Le point de vue de l'employeur :
Comme évoquer plus haut, en général les formations se passent en alternance. ça veut donc dire qu'il va falloir trouver une boite pour se faire embaucher, certes à des conditions avantageuses, mais pour quand même fournir derrière, et l'alternance est souvent utilisée (en tout cas dans ma riante province) comme phase de test avant embauche. Là encore, l'employeur va préférer les deux premiers profils au deux derniers. Et il aura raison, les deux premiers profils sont ceux avec qui sa se passera le mieux, et qui s'adapteront le plus facilement au contexte pro actuel.
Alors pourquoi propose t'on si souvent ces formations aux profils 3 et 4 : Les centres de formations ont un modèle économique un peu batard, on va dire hybride pour être positif : ils ont intérêt à former des gens qualifiés et qui seront embauchés derrière pour avoir de bons taux de réussite, mais ils ont aussi intérêt à remplir des cursus, avec des profils financés par Pole Emploi, car un diplôme, au RNCP, c'est dur à obtenir (je sais de quoi je parle) pour un centre de formation, mais c'est aussi dur à garder, et en particulier au niveau du nombre de formés. Le modèle économique incite aussi à remplir les cessions : votre serviteur est payé pareil devant 7 ou 14 personnes.
Quand au Pole Emploi et à ses conseillés, je ne leur jette pas la pierre : ils naviguent à vue, dans des conditions de travail déplorables, avec un nombre de dossiers à écluser totalement irréaliste, et soyons clair, ils ne comprennent pas plus nos métiers que votre oncle qui vous demandera tous les ans c'est quoi déjà ce que vous faites c'est de l'informatique c'est ça ? justement la box imprime plus ...
L'actuelle réforme de la formation professionnelle ne va pas arranger ça, pas plus que le discours gouvernemental qui ne jure que par "entrepreneuriat", l'uberisation de tout, de n'importe quoi et de la mère à Yamo, le label FrenchTech, les startups fantaisistes.
Il y a des exceptions : des gens pour qui une formation graphique et web a été profitable alors qu'ils étaient pas du tout là dedans à la base.

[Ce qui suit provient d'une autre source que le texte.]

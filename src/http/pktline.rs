//! Git packet-line framing.
//!
//! # Packet-line format
//!
//! Each packet line is prefixed with a 4-character lowercase hex length that
//! includes itself:
//!
//! - `0000` -- flush packet (end of section)
//! - `0004`+ -- data packet (length includes the 4 prefix bytes)

use bytes::{BufMut, Bytes, BytesMut};

use crate::git::Service;

/// The flush packet.
pub const FLUSH_PKT: &[u8] = b"0000";

/// Largest frame the protocol allows, prefix included.
pub const MAX_PKT_LEN: usize = 65520;

/// Append `data` to `buf` as one packet line.
///
/// The length includes the 4 prefix bytes.  Callers are responsible for
/// including any trailing newline in `data` and for keeping the frame within
/// [`MAX_PKT_LEN`].
pub fn put_pkt_line(buf: &mut BytesMut, data: &[u8]) {
    let total_len = data.len() + 4;
    debug_assert!(
        total_len <= MAX_PKT_LEN,
        "packet-line data too large ({total_len} bytes)"
    );
    buf.reserve(total_len);
    buf.put_slice(format!("{total_len:04x}").as_bytes());
    buf.put_slice(data);
}

/// The smart-HTTP preamble for an info/refs response:
/// `# service=<service>\n` as a packet line, followed by a flush packet.
pub fn service_announcement(service: Service) -> Bytes {
    let line = format!("# service={}\n", service.name());
    let mut buf = BytesMut::with_capacity(line.len() + 8);
    put_pkt_line(&mut buf, line.as_bytes());
    buf.put_slice(FLUSH_PKT);
    buf.freeze()
}

// ---------------------------------------------------------------------------
// Tests
// ---------------------------------------------------------------------------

Mais ce sont ... des exceptions.
A ça s'ajoute effectivement que pour bien faire nos métiers, il faut au minimum les connaitre, que pour les connaitre il faut être dedans, avoir une culture générale, pas que visuelle, pas que web, pas que com. Qu'il faut aussi de plus en plus se coltiner au marketing, au webmarketing, au SEO, aux social média, je sais c'est salissant, mais sauf à trouver vraiment en agence de niche, le taff aujourd'hui c'est aussi se taper de l'emailing, de la campagne facebook, du display, du jeu concours.

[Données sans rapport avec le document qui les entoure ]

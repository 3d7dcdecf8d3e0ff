use std::sync::Arc;

use prometheus_client::encoding::{EncodeLabelSet, EncodeLabelValue};
use prometheus_client::metrics::counter::Counter;
use prometheus_client::metrics::family::Family;
use prometheus_client::metrics::gauge::Gauge;
use prometheus_client::metrics::histogram::{exponential_buckets, Histogram};
use prometheus_client::registry::Registry;

use crate::git::Service;
use crate::repo::{RepoStatus, RepoTable};

// ---------------------------------------------------------------------------
// Label types
// ---------------------------------------------------------------------------

#[derive(Clone, Debug, Hash, PartialEq, Eq, EncodeLabelSet)]
pub struct RequestLabels {
    pub endpoint: Endpoint,
    pub outcome: Outcome,
}

#[derive(Clone, Debug, Hash, PartialEq, Eq, EncodeLabelValue)]
pub enum Endpoint {
    InfoRefs,
    UploadPack,
    ReceivePack,
    Unmatched,
}

/// Status class of a response at the moment its headers were sent.
#[derive(Clone, Debug, Hash, PartialEq, Eq, EncodeLabelValue)]
pub enum Outcome {
    Ok,
    ClientError,
    ServerError,
}

impl Outcome {
    pub fn from_status(status: axum::http::StatusCode) -> Self {
        if status.is_server_error() {
            Self::ServerError
        } else if status.is_client_error() {
            Self::ClientError
        } else {
            Self::Ok
        }
    }
}

#[derive(Clone, Debug, Hash, PartialEq, Eq, EncodeLabelSet)]
pub struct ServiceLabels {
    pub service: ServiceLabel,
}

#[derive(Clone, Debug, Hash, PartialEq, Eq, EncodeLabelValue)]
pub enum ServiceLabel {
    UploadPack,
    ReceivePack,
}

impl From<Service> for ServiceLabels {
    fn from(service: Service) -> Self {
        let service = match service {
            Service::UploadPack => ServiceLabel::UploadPack,
            Service::ReceivePack => ServiceLabel::ReceivePack,
        };
        Self { service }
    }
}

#[derive(Clone, Debug, Hash, PartialEq, Eq, EncodeLabelSet)]
pub struct RepoStatusLabels {
    pub status: RepoStatusLabel,
}

#[derive(Clone, Debug, Hash, PartialEq, Eq, EncodeLabelValue)]
pub enum RepoStatusLabel {
    Ready,
    Failed,
}

// ---------------------------------------------------------------------------
// Metrics struct
// ---------------------------------------------------------------------------

/// Every metric exposed on `/metrics`.
pub struct Metrics {
    // -- requests --
    pub requests_total: Family<RequestLabels, Counter>,
    pub aborted_streams_total: Family<ServiceLabels, Counter>,
    pub rpc_duration_seconds: Family<ServiceLabels, Histogram>,

    // -- helpers --
    pub active_helpers: Gauge,

    // -- traffic --
    pub request_bytes: Counter,
    pub response_bytes: Counter,

    // -- repositories --
    pub repositories: Family<RepoStatusLabels, Gauge>,
}

impl Metrics {
    /// Create a new [`Metrics`] instance and register every metric with the
    /// supplied `registry`.
    pub fn new(registry: &mut Registry) -> Self {
        let requests_total = Family::<RequestLabels, Counter>::default();
        registry.register(
            "gitbridge_requests",
            "Git HTTP requests by endpoint and response class at header time",
            requests_total.clone(),
        );

        let aborted_streams_total = Family::<ServiceLabels, Counter>::default();
        registry.register(
            "gitbridge_aborted_streams",
            "RPC responses aborted after headers were sent",
            aborted_streams_total.clone(),
        );

        let rpc_duration_seconds =
            Family::<ServiceLabels, Histogram>::new_with_constructor(|| {
                Histogram::new(exponential_buckets(0.01, 2.0, 14))
            });
        registry.register(
            "gitbridge_rpc_duration_seconds",
            "Wall time of completed RPC exchanges in seconds",
            rpc_duration_seconds.clone(),
        );

        let active_helpers: Gauge = Gauge::default();
        registry.register(
            "gitbridge_active_helpers",
            "Git helper processes currently running",
            active_helpers.clone(),
        );

        let request_bytes = Counter::default();
        registry.register(
            "gitbridge_request_bytes",
            "RPC request body bytes received, before decoding",
            request_bytes.clone(),
        );

        let response_bytes = Counter::default();
        registry.register(
            "gitbridge_response_bytes",
            "RPC response body bytes sent, after encoding",
            response_bytes.clone(),
        );

        let repositories = Family::<RepoStatusLabels, Gauge>::default();
        registry.register(
            "gitbridge_repositories",
            "Configured repositories by provisioning result",
            repositories.clone(),
        );

        Self {
            requests_total,
            aborted_streams_total,
            rpc_duration_seconds,
            active_helpers,
            request_bytes,
            response_bytes,
            repositories,
        }
    }

    /// Publish the provisioning result of every repository.
    pub fn record_repositories(&self, repos: &RepoTable) {
        for (status, label) in [
            (RepoStatus::Ready, RepoStatusLabel::Ready),
            (RepoStatus::Failed, RepoStatusLabel::Failed),
        ] {
            self.repositories
                .get_or_create(&RepoStatusLabels { status: label })
                .set(repos.count(status) as i64);
        }
    }

    pub fn record_request(&self, endpoint: Endpoint, status: axum::http::StatusCode) {
        self.requests_total
            .get_or_create(&RequestLabels {
                endpoint,
                outcome: Outcome::from_status(status),
            })
            .inc();
    }
}

// ---------------------------------------------------------------------------
// Shared handle
// ---------------------------------------------------------------------------

/// Thread-safe wrapper for the metrics registry, used in [`AppState`].
///
/// [`AppState`]: crate::AppState
#[derive(Clone)]
pub struct MetricsRegistry {
    pub registry: Arc<Registry>,
    pub metrics: Arc<Metrics>,
}

impl MetricsRegistry {
    /// Build a fresh registry and pre-register all bridge metrics.
    pub fn new() -> Self {
        let mut registry = Registry::default();
        let metrics = Metrics::new(&mut registry);
        Self {
            registry: Arc::new(registry),
            metrics: Arc::new(metrics),
        }
    }

    /// OpenMetrics text exposition of the registry.
    pub fn encode(&self) -> anyhow::Result<String> {
        let mut buf = String::new();
        prometheus_client::encoding::text::encode(&mut buf, &self.registry)
            .map_err(|e| anyhow::anyhow!("metrics encoding failed: {e}"))?;
        Ok(buf)
    }
}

Le graphisme et le webdesign aujourd'hui, à part à la marge, ça ne devrait pas trop faire rêver en fait, et pourtant ça garde ce coté "magique", dans le mauvais sens du terme. Professionnellement, moi qui était du genre gentil en tant que formateur, je deviens de plus en plus exigent et sélectif, tout simplement pour le plus envoyer des gens au casse pipe avec une perception faussé de la réalité.
Non, il n'y a pas du boulot pour tout le monde dans cette branche.
Il faut soit être hyper souple et curieux et bosseur pour les jeunes profils, soit être hyper qualifié techniquement (je ne m’inquiète pas pour les bons intés), soit si on est plus "senior", être capable de gérer du gros projet, de piloter, de rédiger des cahiers des charges, d'être en frontal avec le client, avec les sous traitants, de savoir parler à des dev, au marketing ... ça n'a rien de facile, ni du truc dans lequel on se lance "en attendant mieux".